抗酸化作用とは、老化やあらゆる疾患の原因となる活性酸素を除去したり、体内でのその大量発生を防いだりする働きです。
活性酸素は本来、体内への病原菌の侵入を防ぐなどの重要な役割を担う物質ですが、体内で必要以上に発生すると、生体成分や正常な細胞までを損傷させてしまい、老化の助長やガンなどの発症の引き金となります。
高麗人参が含むジンセノサイドは、高い抗酸化作用を備えた成分で、生体成分を活性酸素による攻撃から守り、老化を遅らせたり動脈硬化を防いだりする効果が期待できます。

自律神経の整調作用

ジンセノサイドは神経の働きにも影響を及ぼし、その数ある種類のうちの『ジオール系』と『トリオール系』の働きにより、自律神経のバランスが整えられています。
ジオール系は神経の興奮を抑える作用を持ち、一方のトリオール系は神経を刺激する働きを持つというように、両者は相反する作用があるものの、いずれかが亢進するのを抑える機能をともに備えている関係性にあります。

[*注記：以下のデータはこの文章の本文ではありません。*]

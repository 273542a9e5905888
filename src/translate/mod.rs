// Translation service client
//
// The remote service transcribes the source video's speech and translates the
// transcript into the target language in one synchronous call. The trait seam
// exists so the workflow can be exercised against mock clients in tests.

pub mod http;

use async_trait::async_trait;

pub use http::HttpTranslationClient;

use crate::error::Result;
use crate::job::{JobRequest, TranslationResult};

/// Client for the transcription/translation service.
#[cfg_attr(test, mockall::automock)]
#[async_trait]
pub trait TranslationApi: Send + Sync {
    /// Transcribe and translate the request's video. Blocks until the remote
    /// returns the translated transcript or a terminal failure; no automatic
    /// retry beyond the HTTP client's own behavior.
    async fn translate(&self, request: &JobRequest) -> Result<TranslationResult>;
}
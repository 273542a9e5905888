use thiserror::Error;

#[derive(Error, Debug)]
pub enum BabelsyncError {
    #[error("IO error: {0}")]
    Io(#[from] std::io::Error),

    #[error("JSON serialization error: {0}")]
    Json(#[from] serde_json::Error),

    #[error("TOML parsing error: {0}")]
    Toml(#[from] toml::de::Error),

    #[error("HTTP request error: {0}")]
    Http(#[from] reqwest::Error),

    #[error("Input validation error: {0}")]
    InputValidation(String),

    #[error("{service} service error: {message}")]
    RemoteService { service: String, message: String },

    #[error("Sync job {job_id} failed: {reason}")]
    JobFailed { job_id: String, reason: String },

    #[error("Sync job {job_id} did not complete within {attempts} status checks")]
    JobTimeout { job_id: String, attempts: u32 },

    #[error("Run cancelled")]
    Cancelled,

    #[error("Configuration error: {0}")]
    Config(String),
}

impl BabelsyncError {
    /// Shorthand for a remote API failure with the service name attached.
    pub fn remote(service: &str, message: impl Into<String>) -> Self {
        Self::RemoteService {
            service: service.to_string(),
            message: message.into(),
        }
    }
}

pub type Result<T> = std::result::Result<T, BabelsyncError>;
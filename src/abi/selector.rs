//! Function selector and event topic calculation

use crate::error::{AbiError, AbiResult};
use crate::utils::crypto::{encode_hex, keccak256};

/// Length of a function selector in bytes
pub const SELECTOR_LEN: usize = 4;

/// First 4 bytes of keccak256 over a canonical signature
pub fn function_selector(signature: &str) -> [u8; SELECTOR_LEN] {
    let hash = keccak256(signature.as_bytes());
    [hash[0], hash[1], hash[2], hash[3]]
}

/// keccak256 over a canonical event signature (topic0)
pub fn event_topic(signature: &str) -> [u8; 32] {
    keccak256(signature.as_bytes())
}

/// Selector as `0x` prefixed hex
pub fn selector_hex(signature: &str) -> String {
    encode_hex(&function_selector(signature))
}

/// Prefix encoded arguments with a selector
pub fn with_selector(selector: [u8; SELECTOR_LEN], args: &[u8]) -> Vec<u8> {
    let mut calldata = Vec::with_capacity(SELECTOR_LEN + args.len());
    calldata.extend_from_slice(&selector);
    calldata.extend_from_slice(args);
    calldata
}

/// Split call data into its selector and argument bytes
pub fn split_selector(calldata: &[u8]) -> AbiResult<([u8; SELECTOR_LEN], &[u8])> {
    if calldata.len() < SELECTOR_LEN {
        return Err(AbiError::malformed("selector", "call data shorter than selector", calldata.len(), 0));
    }
    let mut selector = [0u8; SELECTOR_LEN];
    selector.copy_from_slice(&calldata[..SELECTOR_LEN]);
    Ok((selector, &calldata[SELECTOR_LEN..]))
}
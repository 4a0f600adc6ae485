use super::{invalid_value, Codec};
use crate::abi::reader::Reader;
use crate::abi::value::AbiValue;
use crate::abi::writer::Writer;
use crate::error::AbiResult;

/// The empty slot: occupies zero bytes on the wire
#[derive(Debug, Clone, PartialEq, Eq)]
pub struct NullCoder {
    local_name: Option<String>,
}

impl NullCoder {
    pub fn new(local_name: Option<String>) -> Self {
        Self { local_name }
    }
}

impl Codec for NullCoder {
    fn name(&self) -> &str {
        "null"
    }

    fn type_name(&self) -> String {
        String::new()
    }

    fn local_name(&self) -> Option<&str> {
        self.local_name.as_deref()
    }

    fn is_dynamic(&self) -> bool {
        false
    }

    fn encode(&self, _writer: &mut Writer, value: &AbiValue) -> AbiResult<usize> {
        match value {
            AbiValue::Null => Ok(0),
            _ => Err(invalid_value(self, value, "not null")),
        }
    }

    fn decode(&self, reader: &mut Reader<'_>) -> AbiResult<AbiValue> {
        reader.read_bytes(0, false)?;
        Ok(reader.coerce(self.name(), AbiValue::Null))
    }

    fn default_value(&self) -> AbiValue {
        AbiValue::Null
    }
}
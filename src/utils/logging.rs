//! Structured Logging with Payload Truncation
//!
//! Log entries are written to stderr with a UTC timestamp. Fields carrying
//! encoded payloads (call data, log data, raw words) are shortened so a
//! single encode of a large array does not flood the log.

use std::fmt;
use std::sync::atomic::{AtomicBool, Ordering};

/// Global flag to enable/disable debug logging
static DEBUG_ENABLED: AtomicBool = AtomicBool::new(false);

/// Longest payload rendered in full
const MAX_PAYLOAD_CHARS: usize = 74;

/// Enable debug logging
pub fn enable_debug() {
    DEBUG_ENABLED.store(true, Ordering::SeqCst);
}

/// Disable debug logging
pub fn disable_debug() {
    DEBUG_ENABLED.store(false, Ordering::SeqCst);
}

/// Check if debug logging is enabled
pub fn is_debug_enabled() -> bool {
    DEBUG_ENABLED.load(Ordering::SeqCst)
}

/// Log levels
#[derive(Debug, Clone, Copy, PartialEq, Eq, PartialOrd, Ord)]
pub enum LogLevel {
    Debug,
    Info,
    Warn,
    Error,
}

impl fmt::Display for LogLevel {
    fn fmt(&self, f: &mut fmt::Formatter<'_>) -> fmt::Result {
        match self {
            LogLevel::Debug => write!(f, "DEBUG"),
            LogLevel::Info => write!(f, "INFO"),
            LogLevel::Warn => write!(f, "WARN"),
            LogLevel::Error => write!(f, "ERROR"),
        }
    }
}

/// Structured log entry
#[derive(Debug)]
pub struct LogEntry {
    pub level: LogLevel,
    pub module: &'static str,
    pub message: String,
    pub fields: Vec<(&'static str, String)>,
}

impl LogEntry {
    pub fn new(level: LogLevel, module: &'static str, message: impl Into<String>) -> Self {
        Self {
            level,
            module,
            message: message.into(),
            fields: Vec::new(),
        }
    }

    /// Add a field to the log entry (payload-like keys are truncated)
    pub fn field(mut self, key: &'static str, value: impl fmt::Display) -> Self {
        let value_str = value.to_string();
        let shortened = truncate_if_payload(key, &value_str);
        self.fields.push((key, shortened));
        self
    }

    /// Add a field that is always truncated
    pub fn payload_field(mut self, key: &'static str, value: impl fmt::Display) -> Self {
        let shortened = truncate_payload(&value.to_string());
        self.fields.push((key, shortened));
        self
    }

    /// Render the entry without the timestamp
    pub fn render(&self) -> String {
        let fields_str = self
            .fields
            .iter()
            .map(|(k, v)| format!("{}={}", k, v))
            .collect::<Vec<_>>()
            .join(" ");

        if fields_str.is_empty() {
            format!("{} [{}] {}", self.level, self.module, self.message)
        } else {
            format!("{} [{}] {} | {}", self.level, self.module, self.message, fields_str)
        }
    }

    /// Log the entry
    pub fn log(self) {
        // Skip debug logs if not enabled
        if self.level == LogLevel::Debug && !is_debug_enabled() {
            return;
        }

        let timestamp = chrono::Utc::now().format("%Y-%m-%dT%H:%M:%S%.3fZ");
        eprintln!("[{}] {}", timestamp, self.render());
    }
}

/// Truncate a value if the key suggests it holds encoded bytes
fn truncate_if_payload(key: &str, value: &str) -> String {
    let key_lower = key.to_lowercase();

    let payload_keys = ["data", "calldata", "payload", "word", "topic", "bytes"];
    for payload_key in &payload_keys {
        if key_lower.contains(payload_key) {
            return truncate_payload(value);
        }
    }

    value.to_string()
}

/// Shorten a payload to its head and tail, keeping the total length visible
fn truncate_payload(value: &str) -> String {
    let trimmed = value.trim();

    if trimmed.is_empty() {
        return "[EMPTY]".to_string();
    }

    if trimmed.len() <= MAX_PAYLOAD_CHARS || !trimmed.is_ascii() {
        return trimmed.to_string();
    }

    let prefix_len = if trimmed.starts_with("0x") { 18 } else { 16 };
    let suffix_len = 8;

    let prefix = &trimmed[..prefix_len];
    let suffix = &trimmed[trimmed.len() - suffix_len..];

    format!("{}...{}[{}chars]", prefix, suffix, trimmed.len())
}

/// Convenience macro for debug logging
#[macro_export]
macro_rules! log_debug {
    ($module:expr, $msg:expr) => {
        $crate::utils::logging::LogEntry::new(
            $crate::utils::logging::LogLevel::Debug,
            $module,
            $msg
        ).log()
    };
    ($module:expr, $msg:expr, $($key:ident = $value:expr),* $(,)?) => {
        $crate::utils::logging::LogEntry::new(
            $crate::utils::logging::LogLevel::Debug,
            $module,
            $msg
        )
        $(.field(stringify!($key), &$value))*
        .log()
    };
}

/// Convenience macro for warning logging
#[macro_export]
macro_rules! log_warn {
    ($module:expr, $msg:expr) => {
        $crate::utils::logging::LogEntry::new(
            $crate::utils::logging::LogLevel::Warn,
            $module,
            $msg
        ).log()
    };
    ($module:expr, $msg:expr, $($key:ident = $value:expr),* $(,)?) => {
        $crate::utils::logging::LogEntry::new(
            $crate::utils::logging::LogLevel::Warn,
            $module,
            $msg
        )
        $(.field(stringify!($key), &$value))*
        .log()
    };
}
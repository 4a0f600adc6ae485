use super::{invalid_value, Codec};
use crate::abi::reader::Reader;
use crate::abi::value::AbiValue;
use crate::abi::writer::Writer;
use crate::error::{AbiError, AbiResult};

fn write_payload(writer: &mut Writer, bytes: &[u8]) -> usize {
    writer.write_index(bytes.len()) + writer.write_bytes(bytes)
}

/// Length word then payload; a truncated final payload is tolerated in loose mode
fn read_payload<'a>(reader: &mut Reader<'a>, type_name: &str) -> AbiResult<&'a [u8]> {
    let len = reader.read_index(type_name)?;
    reader.read_bytes(len, true)
}

/// `bytes`: length-prefixed, padded payload
#[derive(Debug, Clone, PartialEq, Eq)]
pub struct DynamicBytesCoder {
    local_name: Option<String>,
}

impl DynamicBytesCoder {
    pub fn new(local_name: Option<String>) -> Self {
        Self { local_name }
    }
}

impl Codec for DynamicBytesCoder {
    fn name(&self) -> &str {
        "bytes"
    }

    fn type_name(&self) -> String {
        "bytes".to_string()
    }

    fn local_name(&self) -> Option<&str> {
        self.local_name.as_deref()
    }

    fn is_dynamic(&self) -> bool {
        true
    }

    fn encode(&self, writer: &mut Writer, value: &AbiValue) -> AbiResult<usize> {
        match value {
            AbiValue::Bytes(b) | AbiValue::FixedBytes(b) => Ok(write_payload(writer, b)),
            _ => Err(invalid_value(self, value, "invalid bytes")),
        }
    }

    fn decode(&self, reader: &mut Reader<'_>) -> AbiResult<AbiValue> {
        let bytes = read_payload(reader, self.name())?.to_vec();
        Ok(reader.coerce(self.name(), AbiValue::Bytes(bytes)))
    }

    fn default_value(&self) -> AbiValue {
        AbiValue::Bytes(Vec::new())
    }
}

/// `string`: UTF-8 encoded like `bytes`
#[derive(Debug, Clone, PartialEq, Eq)]
pub struct StringCoder {
    local_name: Option<String>,
}

impl StringCoder {
    pub fn new(local_name: Option<String>) -> Self {
        Self { local_name }
    }
}

impl Codec for StringCoder {
    fn name(&self) -> &str {
        "string"
    }

    fn type_name(&self) -> String {
        "string".to_string()
    }

    fn local_name(&self) -> Option<&str> {
        self.local_name.as_deref()
    }

    fn is_dynamic(&self) -> bool {
        true
    }

    fn encode(&self, writer: &mut Writer, value: &AbiValue) -> AbiResult<usize> {
        match value {
            AbiValue::String(s) => Ok(write_payload(writer, s.as_bytes())),
            _ => Err(invalid_value(self, value, "invalid string")),
        }
    }

    fn decode(&self, reader: &mut Reader<'_>) -> AbiResult<AbiValue> {
        let at = reader.consumed();
        let bytes = read_payload(reader, self.name())?;
        let s = std::str::from_utf8(bytes).map_err(|e| {
            AbiError::malformed("string", format!("invalid UTF-8: {}", e), reader.data().len(), at)
        })?;
        Ok(reader.coerce(self.name(), AbiValue::String(s.to_string())))
    }

    fn default_value(&self) -> AbiValue {
        AbiValue::String(String::new())
    }
}
//! Word-aligned ABI writer
//!
//! [`Writer`] is an append-only buffer whose every write is padded to a
//! whole number of words. [`HeadTailWriter`] stages one tuple level: static
//! values go into the head in place, dynamic values go into a separate tail
//! and leave a pointer entry in the head. The pointers are resolved in
//! [`HeadTailWriter::finish`], once the head length is known.

use ethers_core::types::U256;

use crate::config::WORD_SIZE;
use crate::error::AbiResult;
use crate::utils::crypto::encode_hex;

/// Append-only, word-padded byte buffer
#[derive(Debug, Clone, Default)]
pub struct Writer {
    data: Vec<u8>,
}

impl Writer {
    pub fn new() -> Self {
        Self::default()
    }

    /// Bytes written so far, always a multiple of the word size
    pub fn len(&self) -> usize {
        self.data.len()
    }

    pub fn is_empty(&self) -> bool {
        self.data.is_empty()
    }

    /// Write raw bytes, zero-padded on the right to the next word boundary
    pub fn write_bytes(&mut self, bytes: &[u8]) -> usize {
        self.data.extend_from_slice(bytes);
        let padding = (WORD_SIZE - bytes.len() % WORD_SIZE) % WORD_SIZE;
        self.data.resize(self.data.len() + padding, 0);
        bytes.len() + padding
    }

    /// Write one full word verbatim
    pub fn write_word(&mut self, word: &[u8; WORD_SIZE]) -> usize {
        self.data.extend_from_slice(word);
        WORD_SIZE
    }

    /// Write an unsigned integer as one big-endian word
    pub fn write_value(&mut self, value: U256) -> usize {
        let mut word = [0u8; WORD_SIZE];
        value.to_big_endian(&mut word);
        self.write_word(&word)
    }

    /// Write a length or offset
    pub fn write_index(&mut self, value: usize) -> usize {
        self.write_value(U256::from(value as u64))
    }

    /// Append everything another writer produced
    pub fn append_writer(&mut self, other: Writer) -> usize {
        let len = other.data.len();
        self.data.extend(other.data);
        len
    }

    pub fn as_bytes(&self) -> &[u8] {
        &self.data
    }

    pub fn into_bytes(self) -> Vec<u8> {
        self.data
    }

    /// `0x` prefixed hex of the buffer
    pub fn data(&self) -> String {
        encode_hex(&self.data)
    }
}

enum HeadEntry {
    /// Static value encoded in place
    Inline(Writer),
    /// Dynamic value living at this offset within the tail
    Pointer(usize),
}

/// Head/tail staging for one tuple level
#[derive(Default)]
pub struct HeadTailWriter {
    head: Vec<HeadEntry>,
    tail: Writer,
}

impl HeadTailWriter {
    pub fn new() -> Self {
        Self::default()
    }

    /// Encode a static value straight into the head
    pub fn write_static<F>(&mut self, encode: F) -> AbiResult<()>
    where
        F: FnOnce(&mut Writer) -> AbiResult<usize>,
    {
        let mut writer = Writer::new();
        encode(&mut writer)?;
        self.head.push(HeadEntry::Inline(writer));
        Ok(())
    }

    /// Encode a dynamic value into the tail, leaving a pointer in the head
    pub fn write_dynamic<F>(&mut self, encode: F) -> AbiResult<()>
    where
        F: FnOnce(&mut Writer) -> AbiResult<usize>,
    {
        let offset = self.tail.len();
        encode(&mut self.tail)?;
        self.head.push(HeadEntry::Pointer(offset));
        Ok(())
    }

    fn head_len(&self) -> usize {
        self.head
            .iter()
            .map(|entry| match entry {
                HeadEntry::Inline(w) => w.len(),
                HeadEntry::Pointer(_) => WORD_SIZE,
            })
            .sum()
    }

    /// Resolve pointers and append head then tail to `writer`
    ///
    /// Each pointer is the byte offset of its tail data measured from the
    /// start of this tuple's own encoding.
    pub fn finish(self, writer: &mut Writer) -> usize {
        let head_len = self.head_len();
        let mut written = 0;

        for entry in self.head {
            written += match entry {
                HeadEntry::Inline(w) => writer.append_writer(w),
                HeadEntry::Pointer(offset) => writer.write_index(head_len + offset),
            };
        }

        written + writer.append_writer(self.tail)
    }
}

#[cfg(test)]
mod tests {
    use super::*;

    #[test]
    fn test_write_bytes_pads() {
        let mut writer = Writer::new();
        assert_eq!(writer.write_bytes(b"hi"), 32);
        assert_eq!(writer.len(), 32);
        assert_eq!(&writer.as_bytes()[..2], b"hi");
        assert!(writer.as_bytes()[2..].iter().all(|b| *b == 0));

        assert_eq!(writer.write_bytes(&[]), 0);
        assert_eq!(writer.write_bytes(&[1u8; 32]), 32);
        assert_eq!(writer.len(), 64);
    }

    #[test]
    fn test_write_value() {
        let mut writer = Writer::new();
        writer.write_value(U256::from(0x0102));
        let bytes = writer.into_bytes();
        assert_eq!(bytes.len(), 32);
        assert_eq!(bytes[30], 0x01);
        assert_eq!(bytes[31], 0x02);
    }

    #[test]
    fn test_head_tail_pointers() {
        let mut layout = HeadTailWriter::new();
        layout.write_static(|w| Ok(w.write_index(42))).unwrap();
        layout
            .write_dynamic(|w| Ok(w.write_index(2) + w.write_bytes(b"hi")))
            .unwrap();
        layout.write_static(|w| Ok(w.write_index(7))).unwrap();

        let mut writer = Writer::new();
        let written = layout.finish(&mut writer);
        let bytes = writer.into_bytes();

        assert_eq!(written, 160);
        assert_eq!(bytes.len(), 160);
        assert_eq!(bytes[31], 42);
        // Pointer skips the three head words
        assert_eq!(bytes[63], 96);
        assert_eq!(bytes[95], 7);
        assert_eq!(bytes[127], 2);
        assert_eq!(&bytes[128..130], b"hi");
    }

    #[test]
    fn test_data_hex() {
        let mut writer = Writer::new();
        writer.write_index(1);
        assert_eq!(writer.data(), format!("0x{}01", "00".repeat(31)));
    }
}
//! Zond ABI Codec
//!
//! Encodes typed parameter lists into the 32-byte-word Application Binary
//! Interface used by Zond contract calls, and decodes call data, return
//! data and event logs back into typed values.
//!
//! # Architecture
//!
//! - **abi**: type descriptors, coders, the encode/decode facade, fragments
//! - **config**: codec settings (depth limit, call logging)
//! - **error**: the error taxonomy shared by every operation
//! - **utils**: keccak hashing, Zond address checksums, structured logging
//!
//! # Example
//!
//! ```rust
//! use zond_abi::{decode, encode, AbiValue};
//!
//! let data = encode(&["uint256", "string"], &[AbiValue::uint(1), "hi".into()]).unwrap();
//! assert_eq!(data.len(), 128);
//!
//! let result = decode(&["uint256 n", "string s"], &data, false).unwrap();
//! assert_eq!(result["n"], AbiValue::uint(1));
//! assert_eq!(result["s"], AbiValue::from("hi"));
//! ```

pub mod abi;
pub mod config;
pub mod error;
pub mod utils;

pub use abi::{
    decode, default_value, encode, AbiCoder, AbiValue, ContractAbi, Event, Function, ParamType,
    Record,
};
pub use config::CoderSettings;
pub use error::{AbiError, AbiResult, ErrorKind};
use std::collections::HashSet;

use super::{invalid_value, Codec, Coder};
use crate::abi::reader::Reader;
use crate::abi::value::{AbiValue, Record};
use crate::abi::writer::{HeadTailWriter, Writer};
use crate::error::{AbiError, AbiResult};

/// Encode `values` with `coders` as one head/tail block
pub(crate) fn pack<'c, I>(writer: &mut Writer, coders: I, values: &[&AbiValue]) -> AbiResult<usize>
where
    I: IntoIterator<Item = &'c Coder>,
{
    let mut layout = HeadTailWriter::new();

    for (coder, value) in coders.into_iter().zip(values) {
        if coder.is_dynamic() {
            layout.write_dynamic(|w| coder.encode(w, value))?;
        } else {
            layout.write_static(|w| coder.encode(w, value))?;
        }
    }

    Ok(layout.finish(writer))
}

/// Decode one head/tail block
///
/// Offsets of dynamic children are taken relative to where the block
/// starts, so the block's reader position is captured before the first read.
pub(crate) fn unpack<'c, I>(reader: &mut Reader<'_>, coders: I) -> AbiResult<Vec<AbiValue>>
where
    I: IntoIterator<Item = &'c Coder>,
{
    let base = reader.sub_reader(0)?;
    let mut values = Vec::new();

    for coder in coders {
        let value = if coder.is_dynamic() {
            let offset = reader.read_index(coder.name())?;
            let mut tail = base.sub_reader(offset)?;
            coder.decode(&mut tail)?
        } else {
            coder.decode(reader)?
        };
        values.push(value);
    }

    Ok(values)
}

/// `tuple(...)`: fixed sequence of heterogeneous children
#[derive(Debug, Clone, PartialEq, Eq)]
pub struct TupleCoder {
    coders: Vec<Coder>,
    dynamic: bool,
    local_name: Option<String>,
}

impl TupleCoder {
    pub fn new(coders: Vec<Coder>, local_name: Option<String>) -> Self {
        let dynamic = coders.iter().any(|c| c.is_dynamic());
        Self {
            coders,
            dynamic,
            local_name,
        }
    }

    pub fn coders(&self) -> &[Coder] {
        &self.coders
    }

    fn names(&self) -> Vec<Option<String>> {
        self.coders
            .iter()
            .map(|c| c.local_name().map(str::to_string))
            .collect()
    }

    /// Encode positional values against the components
    pub fn encode_values(&self, writer: &mut Writer, values: &[AbiValue]) -> AbiResult<usize> {
        let refs: Vec<&AbiValue> = values.iter().collect();
        self.encode_refs(writer, &refs, &values)
    }

    fn encode_refs(
        &self,
        writer: &mut Writer,
        values: &[&AbiValue],
        shown: &dyn std::fmt::Debug,
    ) -> AbiResult<usize> {
        if values.len() != self.coders.len() {
            return Err(AbiError::ArgumentMismatch {
                types: self.coders.len(),
                values: values.len(),
                value: format!("{:?}", shown),
            });
        }
        pack(writer, &self.coders, values)
    }

    /// Decode the components into a record, without the coerce hook
    pub fn decode_record(&self, reader: &mut Reader<'_>) -> AbiResult<Record> {
        let values = unpack(reader, &self.coders)?;
        Ok(Record::with_names(values, self.names()))
    }

    pub fn default_record(&self) -> Record {
        let values = self.coders.iter().map(|c| c.default_value()).collect();
        Record::with_names(values, self.names())
    }

    /// Order keyed fields by component name
    fn keyed<'v>(&self, value: &AbiValue, fields: &'v [(String, AbiValue)]) -> AbiResult<Vec<&'v AbiValue>> {
        let mut seen = HashSet::new();
        for coder in &self.coders {
            let name = coder.local_name().ok_or_else(|| {
                invalid_value(self, value, "cannot encode object for signature with missing names")
            })?;
            if !seen.insert(name) {
                return Err(invalid_value(self, value, "cannot encode object for signature with duplicate names"));
            }
        }

        self.coders
            .iter()
            .map(|coder| {
                let name = coder.local_name().unwrap_or_default();
                fields
                    .iter()
                    .find(|(key, _)| key == name)
                    .map(|(_, v)| v)
                    .ok_or_else(|| invalid_value(self, value, &format!("missing value for component {}", name)))
            })
            .collect()
    }
}

impl Codec for TupleCoder {
    fn name(&self) -> &str {
        "tuple"
    }

    fn type_name(&self) -> String {
        let inner: Vec<String> = self.coders.iter().map(|c| c.type_name()).collect();
        format!("({})", inner.join(","))
    }

    fn local_name(&self) -> Option<&str> {
        self.local_name.as_deref()
    }

    fn is_dynamic(&self) -> bool {
        self.dynamic
    }

    fn encode(&self, writer: &mut Writer, value: &AbiValue) -> AbiResult<usize> {
        let values: Vec<&AbiValue> = match value {
            AbiValue::Tuple(record) => record.iter().collect(),
            AbiValue::Array(items) => items.iter().collect(),
            AbiValue::Struct(fields) => self.keyed(value, fields)?,
            _ => return Err(invalid_value(self, value, "invalid tuple value")),
        };
        self.encode_refs(writer, &values, value)
    }

    fn decode(&self, reader: &mut Reader<'_>) -> AbiResult<AbiValue> {
        let record = self.decode_record(reader)?;
        Ok(reader.coerce(self.name(), AbiValue::Tuple(record)))
    }

    fn default_value(&self) -> AbiValue {
        AbiValue::Tuple(self.default_record())
    }
}

#[cfg(test)]
mod tests {
    use super::*;
    use crate::abi::coders::{BooleanCoder, NumberCoder, StringCoder};
    use crate::error::ErrorKind;

    fn person() -> TupleCoder {
        TupleCoder::new(
            vec![
                Coder::String(StringCoder::new(Some("name".into()))),
                Coder::Number(NumberCoder::new(1, false, Some("age".into()))),
            ],
            None,
        )
    }

    #[test]
    fn test_dynamic_flag() {
        assert!(person().is_dynamic());

        let fixed = TupleCoder::new(vec![Coder::Bool(BooleanCoder::new(None))], None);
        assert!(!fixed.is_dynamic());
        assert_eq!(fixed.type_name(), "(bool)");
    }

    #[test]
    fn test_roundtrip_named() {
        let coder = person();
        let value = AbiValue::tuple(vec![AbiValue::String("bob".into()), AbiValue::uint(30)]);

        let mut writer = Writer::new();
        coder.encode(&mut writer, &value).unwrap();
        let encoded = writer.into_bytes();
        // offset, age, length, payload
        assert_eq!(encoded.len(), 128);
        assert_eq!(encoded[31], 64);

        let mut reader = Reader::new(&encoded, false, None);
        let decoded = coder.decode(&mut reader).unwrap();
        let record = decoded.as_tuple().unwrap();
        assert_eq!(record["name"], AbiValue::String("bob".into()));
        assert_eq!(record[1], AbiValue::uint(30));
    }

    #[test]
    fn test_keyed_reorders() {
        let coder = person();
        let keyed = AbiValue::Struct(vec![
            ("age".into(), AbiValue::uint(30)),
            ("name".into(), AbiValue::String("bob".into())),
        ]);
        let positional = AbiValue::tuple(vec![AbiValue::String("bob".into()), AbiValue::uint(30)]);

        let mut a = Writer::new();
        let mut b = Writer::new();
        coder.encode(&mut a, &keyed).unwrap();
        coder.encode(&mut b, &positional).unwrap();
        assert_eq!(a.into_bytes(), b.into_bytes());
    }

    #[test]
    fn test_keyed_requires_names() {
        let coder = TupleCoder::new(
            vec![
                Coder::Bool(BooleanCoder::new(Some("a".into()))),
                Coder::Bool(BooleanCoder::new(None)),
            ],
            None,
        );
        let keyed = AbiValue::Struct(vec![("a".into(), AbiValue::Bool(true))]);
        let err = coder.encode(&mut Writer::new(), &keyed).unwrap_err();
        assert_eq!(err.kind(), ErrorKind::InvalidValue);

        let dup = TupleCoder::new(
            vec![
                Coder::Bool(BooleanCoder::new(Some("a".into()))),
                Coder::Bool(BooleanCoder::new(Some("a".into()))),
            ],
            None,
        );
        assert!(dup.encode(&mut Writer::new(), &keyed).is_err());
    }

    #[test]
    fn test_count_mismatch() {
        let err = person()
            .encode(&mut Writer::new(), &AbiValue::tuple(vec![AbiValue::uint(1)]))
            .unwrap_err();
        assert!(matches!(err, AbiError::ArgumentMismatch { types: 2, values: 1, .. }));
    }

    #[test]
    fn test_default_value_keeps_names() {
        let value = person().default_value();
        let record = value.as_tuple().unwrap();
        assert_eq!(record.get_by_name("name"), Some(&AbiValue::String(String::new())));
        assert_eq!(record.get_by_name("age"), Some(&AbiValue::uint(0)));
    }
}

つまり、興奮や緊張をもたらす交感神経に強く振れるとジオール系が作用してそれを抑え、リラックスをもたらす副交感神経が必要以上に優位になるとトリオール系が働き、一方に偏りすぎないようにバランスを保っているのです。
このようなジンセノサイドの働きによって、高麗人参には自律神経のバランスを整え、精神の安定や安眠、血圧の正常化や血行改善などの効果が期待できるのです。